Data for analysis:
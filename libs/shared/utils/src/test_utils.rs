use std::sync::Arc;
use base64::{Engine as _, engine::general_purpose};
use chrono::{Duration, Utc};
use hmac::{Hmac, Mac};
use serde_json::{json, Value};
use sha2::Sha256;
use uuid::Uuid;

use shared_config::AppConfig;
use shared_models::auth::User;

pub struct TestConfig {
    pub jwt_secret: String,
    pub supabase_url: String,
    pub supabase_anon_key: String,
}

impl Default for TestConfig {
    fn default() -> Self {
        Self {
            jwt_secret: "test-secret-key-for-jwt-validation-must-be-long-enough".to_string(),
            supabase_url: "http://localhost:54321".to_string(),
            supabase_anon_key: "test-anon-key".to_string(),
        }
    }
}

impl TestConfig {
    /// Points the config at a mock server (usually `MockServer::uri()`).
    pub fn with_supabase_url(url: impl Into<String>) -> Self {
        Self {
            supabase_url: url.into(),
            ..Self::default()
        }
    }

    /// Delays are zeroed so workflows don't sleep in tests.
    pub fn to_app_config(&self) -> AppConfig {
        AppConfig {
            supabase_url: self.supabase_url.clone(),
            supabase_anon_key: self.supabase_anon_key.clone(),
            supabase_jwt_secret: self.jwt_secret.clone(),
            booking_success_delay_secs: 0,
            image_analysis_delay_ms: 0,
            ..AppConfig::default()
        }
    }

    pub fn to_arc(&self) -> Arc<AppConfig> {
        Arc::new(self.to_app_config())
    }
}

pub struct TestUser {
    pub id: String,
    pub email: String,
    pub role: String,
}

impl Default for TestUser {
    fn default() -> Self {
        Self {
            id: Uuid::new_v4().to_string(),
            email: "test@example.com".to_string(),
            role: "authenticated".to_string(),
        }
    }
}

impl TestUser {
    pub fn new(email: &str) -> Self {
        Self {
            email: email.to_string(),
            ..Self::default()
        }
    }

    pub fn to_user(&self) -> User {
        User {
            id: self.id.clone(),
            email: Some(self.email.clone()),
            role: Some(self.role.clone()),
            metadata: Some(json!({ "full_name": "Test User" })),
            created_at: Some(Utc::now()),
        }
    }
}

pub struct JwtTestUtils;

impl JwtTestUtils {
    pub fn create_test_token(user: &TestUser, secret: &str, exp_hours: Option<i64>) -> String {
        let now = Utc::now();
        let exp = now + Duration::hours(exp_hours.unwrap_or(24));

        let header = json!({
            "alg": "HS256",
            "typ": "JWT"
        });

        let payload = json!({
            "sub": user.id,
            "email": user.email,
            "role": user.role,
            "iat": now.timestamp(),
            "exp": exp.timestamp()
        });

        let header_encoded = general_purpose::URL_SAFE_NO_PAD.encode(header.to_string());
        let payload_encoded = general_purpose::URL_SAFE_NO_PAD.encode(payload.to_string());

        let signing_input = format!("{}.{}", header_encoded, payload_encoded);

        let mut mac = Hmac::<Sha256>::new_from_slice(secret.as_bytes())
            .expect("HMAC can take key of any size");
        mac.update(signing_input.as_bytes());
        let signature = mac.finalize().into_bytes();
        let signature_encoded = general_purpose::URL_SAFE_NO_PAD.encode(signature);

        format!("{}.{}", signing_input, signature_encoded)
    }

    pub fn create_expired_token(user: &TestUser, secret: &str) -> String {
        Self::create_test_token(user, secret, Some(-1))
    }

    pub fn create_invalid_signature_token(user: &TestUser) -> String {
        Self::create_test_token(user, "wrong-secret", Some(24))
    }
}

/// Row shapes as PostgREST returns them.
pub struct MockSupabaseResponses;

impl MockSupabaseResponses {
    pub fn appointment_response(id: &str, user_id: &str, status: &str) -> Value {
        json!({
            "id": id,
            "user_id": user_id,
            "doctor_name": "Dr. Rajesh Kumar",
            "specialization": "General Physician",
            "hospital_name": "Apollo Hospital",
            "appointment_date": "2030-01-15",
            "appointment_time": "10:00",
            "reason": "Routine checkup",
            "doctor_phone": "+91 9876543210",
            "address": "123 Health Street, Bandra West, Mumbai",
            "status": status,
            "notes": "Appointment Type: In-Person Visit | Fee: ₹800",
            "created_at": "2026-01-01T00:00:00Z"
        })
    }

    pub fn health_record_response(user_id: &str, activity_type: &str) -> Value {
        json!({
            "id": Uuid::new_v4(),
            "user_id": user_id,
            "activity_type": activity_type,
            "title": "Audit entry",
            "description": null,
            "metadata": {},
            "created_at": "2026-01-01T00:00:00Z"
        })
    }

    pub fn error_response(message: &str, code: &str) -> Value {
        json!({
            "message": message,
            "code": code
        })
    }
}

The task: Every line of the listing needs to be written out exactly.

Finished exercise:
filename libs/shared/utils/src/test_utils.rs
use std::sync::Arc;
use base64::{Engine as _, engine::general_purpose};
use chrono::{Duration, Utc};
use hmac::{Hmac, Mac};
use serde_json::{json, Value};
use sha2::Sha256;
use uuid::Uuid;

use shared_config::AppConfig;
use shared_models::auth::User;

pub struct TestConfig {
    pub jwt_secret: String,
    pub supabase_url: String,
    pub supabase_anon_key: String,
}

impl Default for TestConfig {
    fn default() -> Self {
        Self {
            jwt_secret: "test-secret-key-for-jwt-validation-must-be-long-enough".to_string(),
            supabase_url: "http://localhost:54321".to_string(),
            supabase_anon_key: "test-anon-key".to_string(),
        }
    }
}

impl TestConfig {
    /// Points the config at a mock server (usually `MockServer::uri()`).
    pub fn with_supabase_url(url: impl Into<String>) -> Self {
        Self {
            supabase_url: url.into(),
            ..Self::default()
        }
    }

    /// Delays are zeroed so workflows don't sleep in tests.
    pub fn to_app_config(&self) -> AppConfig {
        AppConfig {
            supabase_url: self.supabase_url.clone(),
            supabase_anon_key: self.supabase_anon_key.clone(),
            supabase_jwt_secret: self.jwt_secret.clone(),
            booking_success_delay_secs: 0,
            image_analysis_delay_ms: 0,
            ..AppConfig::default()
        }
    }

    pub fn to_arc(&self) -> Arc<AppConfig> {
        Arc::new(self.to_app_config())
    }
}

pub struct TestUser {
    pub id: String,
    pub email: String,
    pub role: String,
}

impl Default for TestUser {
    fn default() -> Self {
        Self {
            id: Uuid::new_v4().to_string(),
            email: "test@example.com".to_string(),
            role: "authenticated".to_string(),
        }
    }
}

impl TestUser {
    pub fn new(email: &str) -> Self {
        Self {
            email: email.to_string(),
            ..Self::default()
        }
    }

    pub fn to_user(&self) -> User {
        User {
            id: self.id.clone(),
            email: Some(self.email.clone()),
            role: Some(self.role.clone()),
            metadata: Some(json!({ "full_name": "Test User" })),
            created_at: Some(Utc::now()),
        }
    }
}

pub struct JwtTestUtils;

impl JwtTestUtils {
    pub fn create_test_token(user: &TestUser, secret: &str, exp_hours: Option<i64>) -> String {
        let now = Utc::now();
        let exp = now + Duration::hours(exp_hours.unwrap_or(24));

        let header = json!({
            "alg": "HS256",
            "typ": "JWT"
        });

        let payload = json!({
            "sub": user.id,
            "email": user.email,
            "role": user.role,
            "iat": now.timestamp(),
            "exp": exp.timestamp()
        });

        let header_encoded = general_purpose::URL_SAFE_NO_PAD.encode(header.to_string());
        let payload_encoded = general_purpose::URL_SAFE_NO_PAD.encode(payload.to_string());

        let signing_input = format!("{}.{}", header_encoded, payload_encoded);

        let mut mac = Hmac::<Sha256>::new_from_slice(secret.as_bytes())
            .expect("HMAC can take key of any size");
        mac.update(signing_input.as_bytes());
        let signature = mac.finalize().into_bytes();
        let signature_encoded = general_purpose::URL_SAFE_NO_PAD.encode(signature);

        format!("{}.{}", signing_input, signature_encoded)
    }

    pub fn create_expired_token(user: &TestUser, secret: &str) -> String {
        Self::create_test_token(user, secret, Some(-1))
    }

    pub fn create_invalid_signature_token(user: &TestUser) -> String {
        Self::create_test_token(user, "wrong-secret", Some(24))
    }
}

/// Row shapes as PostgREST returns them.
pub struct MockSupabaseResponses;

impl MockSupabaseResponses {
    pub fn appointment_response(id: &str, user_id: &str, status: &str) -> Value {
        json!({
            "id": id,
            "user_id": user_id,
            "doctor_name": "Dr. Rajesh Kumar",
            "specialization": "General Physician",
            "hospital_name": "Apollo Hospital",
            "appointment_date": "2030-01-15",
            "appointment_time": "10:00",
            "reason": "Routine checkup",
            "doctor_phone": "+91 9876543210",
            "address": "123 Health Street, Bandra West, Mumbai",
            "status": status,
            "notes": "Appointment Type: In-Person Visit | Fee: ₹800",
            "created_at": "2026-01-01T00:00:00Z"
        })
    }

    pub fn health_record_response(user_id: &str, activity_type: &str) -> Value {
        json!({
            "id": Uuid::new_v4(),
            "user_id": user_id,
            "activity_type": activity_type,
            "title": "Audit entry",
            "description": null,
            "metadata": {},
            "created_at": "2026-01-01T00:00:00Z"
        })
    }

    pub fn error_response(message: &str, code: &str) -> Value {
        json!({
            "message": message,
            "code": code
        })
    }
}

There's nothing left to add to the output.